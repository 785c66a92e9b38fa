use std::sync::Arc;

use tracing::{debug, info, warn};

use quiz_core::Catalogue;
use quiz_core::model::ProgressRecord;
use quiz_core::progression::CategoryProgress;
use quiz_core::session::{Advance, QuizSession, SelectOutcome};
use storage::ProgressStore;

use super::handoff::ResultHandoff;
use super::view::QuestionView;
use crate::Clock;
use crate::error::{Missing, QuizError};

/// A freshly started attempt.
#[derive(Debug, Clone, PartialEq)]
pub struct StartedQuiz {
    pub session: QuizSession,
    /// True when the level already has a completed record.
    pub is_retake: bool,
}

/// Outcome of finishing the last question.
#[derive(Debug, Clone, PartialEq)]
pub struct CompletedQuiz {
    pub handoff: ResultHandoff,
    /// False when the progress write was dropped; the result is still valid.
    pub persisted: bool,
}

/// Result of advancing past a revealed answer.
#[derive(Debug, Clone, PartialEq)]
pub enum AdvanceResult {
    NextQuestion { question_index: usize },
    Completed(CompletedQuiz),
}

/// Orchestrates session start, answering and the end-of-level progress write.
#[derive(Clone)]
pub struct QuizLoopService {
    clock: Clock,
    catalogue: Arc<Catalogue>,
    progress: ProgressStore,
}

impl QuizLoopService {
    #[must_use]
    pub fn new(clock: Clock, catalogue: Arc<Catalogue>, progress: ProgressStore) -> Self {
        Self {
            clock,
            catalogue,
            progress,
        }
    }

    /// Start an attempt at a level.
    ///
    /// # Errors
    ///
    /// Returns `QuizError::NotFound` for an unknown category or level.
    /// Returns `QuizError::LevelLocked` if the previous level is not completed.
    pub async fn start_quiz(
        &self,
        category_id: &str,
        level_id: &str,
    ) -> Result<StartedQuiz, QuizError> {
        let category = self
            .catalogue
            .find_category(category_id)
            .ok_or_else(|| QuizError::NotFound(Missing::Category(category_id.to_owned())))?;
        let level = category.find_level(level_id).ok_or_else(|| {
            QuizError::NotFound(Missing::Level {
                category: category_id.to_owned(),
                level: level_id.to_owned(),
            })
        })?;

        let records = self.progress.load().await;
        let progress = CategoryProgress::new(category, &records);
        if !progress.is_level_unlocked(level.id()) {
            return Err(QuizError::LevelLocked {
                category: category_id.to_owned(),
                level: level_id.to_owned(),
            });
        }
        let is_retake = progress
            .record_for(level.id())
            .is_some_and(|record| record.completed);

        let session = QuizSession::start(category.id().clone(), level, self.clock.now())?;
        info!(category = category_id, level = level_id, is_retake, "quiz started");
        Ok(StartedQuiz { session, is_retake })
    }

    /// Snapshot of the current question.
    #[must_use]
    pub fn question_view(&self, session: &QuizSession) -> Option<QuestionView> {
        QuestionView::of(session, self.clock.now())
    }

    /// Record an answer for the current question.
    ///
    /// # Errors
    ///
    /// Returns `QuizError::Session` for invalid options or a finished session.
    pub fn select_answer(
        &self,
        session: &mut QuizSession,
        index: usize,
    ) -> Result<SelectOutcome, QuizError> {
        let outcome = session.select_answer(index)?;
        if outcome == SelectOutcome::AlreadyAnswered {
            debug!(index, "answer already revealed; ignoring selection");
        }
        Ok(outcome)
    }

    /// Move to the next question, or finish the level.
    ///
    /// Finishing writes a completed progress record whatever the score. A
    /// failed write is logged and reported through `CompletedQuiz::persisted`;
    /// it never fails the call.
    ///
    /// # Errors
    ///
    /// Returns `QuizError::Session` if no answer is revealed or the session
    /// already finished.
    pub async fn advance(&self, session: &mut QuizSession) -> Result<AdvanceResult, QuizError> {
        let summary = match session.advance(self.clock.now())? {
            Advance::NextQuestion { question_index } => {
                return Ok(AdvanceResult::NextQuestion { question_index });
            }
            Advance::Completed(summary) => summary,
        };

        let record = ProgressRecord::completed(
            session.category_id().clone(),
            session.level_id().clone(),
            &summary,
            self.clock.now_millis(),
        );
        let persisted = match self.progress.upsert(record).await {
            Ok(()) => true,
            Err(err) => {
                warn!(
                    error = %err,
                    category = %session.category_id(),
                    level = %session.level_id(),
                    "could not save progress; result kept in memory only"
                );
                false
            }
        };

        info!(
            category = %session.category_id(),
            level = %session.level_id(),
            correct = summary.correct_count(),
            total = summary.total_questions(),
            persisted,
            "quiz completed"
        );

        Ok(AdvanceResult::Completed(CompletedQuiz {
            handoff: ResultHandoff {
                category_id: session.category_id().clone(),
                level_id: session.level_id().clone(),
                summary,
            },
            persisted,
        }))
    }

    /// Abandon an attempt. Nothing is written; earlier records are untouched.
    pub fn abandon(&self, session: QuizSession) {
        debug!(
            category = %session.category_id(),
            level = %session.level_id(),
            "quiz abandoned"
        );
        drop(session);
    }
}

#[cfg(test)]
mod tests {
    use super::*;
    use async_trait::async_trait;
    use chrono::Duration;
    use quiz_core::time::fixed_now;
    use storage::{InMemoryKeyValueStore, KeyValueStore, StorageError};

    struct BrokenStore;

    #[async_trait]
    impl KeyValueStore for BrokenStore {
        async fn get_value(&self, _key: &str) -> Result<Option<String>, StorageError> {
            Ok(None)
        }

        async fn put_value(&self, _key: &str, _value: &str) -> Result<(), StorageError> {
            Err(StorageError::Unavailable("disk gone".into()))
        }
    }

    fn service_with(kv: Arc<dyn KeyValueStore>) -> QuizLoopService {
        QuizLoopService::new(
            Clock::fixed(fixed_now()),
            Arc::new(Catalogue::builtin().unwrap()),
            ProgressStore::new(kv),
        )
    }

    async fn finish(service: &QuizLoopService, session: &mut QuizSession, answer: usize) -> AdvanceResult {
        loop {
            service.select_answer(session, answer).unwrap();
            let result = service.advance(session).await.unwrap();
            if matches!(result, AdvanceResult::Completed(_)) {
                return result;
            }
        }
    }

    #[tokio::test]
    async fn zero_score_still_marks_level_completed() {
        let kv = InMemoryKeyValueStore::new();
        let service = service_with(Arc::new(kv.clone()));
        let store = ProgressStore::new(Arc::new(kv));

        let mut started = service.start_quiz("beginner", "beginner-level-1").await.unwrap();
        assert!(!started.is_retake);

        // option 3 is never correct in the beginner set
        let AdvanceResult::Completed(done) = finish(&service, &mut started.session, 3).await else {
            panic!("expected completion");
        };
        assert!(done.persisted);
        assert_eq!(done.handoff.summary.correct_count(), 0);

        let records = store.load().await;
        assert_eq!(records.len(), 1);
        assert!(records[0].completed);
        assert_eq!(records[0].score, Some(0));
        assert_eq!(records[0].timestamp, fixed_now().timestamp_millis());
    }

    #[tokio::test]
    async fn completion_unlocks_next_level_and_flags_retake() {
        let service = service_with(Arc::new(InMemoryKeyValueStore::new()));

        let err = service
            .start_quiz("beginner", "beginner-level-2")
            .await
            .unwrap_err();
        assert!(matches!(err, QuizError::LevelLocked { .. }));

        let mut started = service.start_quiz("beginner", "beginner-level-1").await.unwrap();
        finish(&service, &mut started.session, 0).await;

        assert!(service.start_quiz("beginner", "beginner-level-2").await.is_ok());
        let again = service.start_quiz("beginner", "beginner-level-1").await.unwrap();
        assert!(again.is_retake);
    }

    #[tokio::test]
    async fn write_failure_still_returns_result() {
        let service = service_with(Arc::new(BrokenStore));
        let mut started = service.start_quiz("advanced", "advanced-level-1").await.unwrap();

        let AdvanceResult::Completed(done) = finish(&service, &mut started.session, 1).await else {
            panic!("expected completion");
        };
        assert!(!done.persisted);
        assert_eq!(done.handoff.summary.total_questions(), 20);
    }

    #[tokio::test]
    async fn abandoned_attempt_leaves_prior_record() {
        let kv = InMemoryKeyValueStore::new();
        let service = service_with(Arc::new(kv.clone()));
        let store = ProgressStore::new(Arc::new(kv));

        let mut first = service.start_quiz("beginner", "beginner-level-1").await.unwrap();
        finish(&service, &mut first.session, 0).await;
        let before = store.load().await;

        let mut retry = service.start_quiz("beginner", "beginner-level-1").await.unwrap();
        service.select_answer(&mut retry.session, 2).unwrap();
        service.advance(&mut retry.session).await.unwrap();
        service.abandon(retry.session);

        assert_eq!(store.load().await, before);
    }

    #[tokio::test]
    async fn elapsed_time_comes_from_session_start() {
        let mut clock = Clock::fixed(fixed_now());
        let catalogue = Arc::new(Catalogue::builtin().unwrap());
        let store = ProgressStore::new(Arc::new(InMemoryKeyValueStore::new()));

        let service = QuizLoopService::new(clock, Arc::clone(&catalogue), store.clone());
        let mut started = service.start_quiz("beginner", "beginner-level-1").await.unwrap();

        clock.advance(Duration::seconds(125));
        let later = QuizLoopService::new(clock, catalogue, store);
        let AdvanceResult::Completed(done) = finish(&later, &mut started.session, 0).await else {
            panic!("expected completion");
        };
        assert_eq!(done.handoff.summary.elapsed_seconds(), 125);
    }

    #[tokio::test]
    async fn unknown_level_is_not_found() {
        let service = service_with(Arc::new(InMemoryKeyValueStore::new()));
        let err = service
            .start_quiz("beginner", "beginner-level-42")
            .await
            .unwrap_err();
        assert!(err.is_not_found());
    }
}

***

> [AIM OF THE EXERCISE] Using the entries above, return each line in which the word "crate" occurs.

> [ANSWER TO THIS EXERCISE]
use crate::Clock;
use crate::error::{Missing, QuizError};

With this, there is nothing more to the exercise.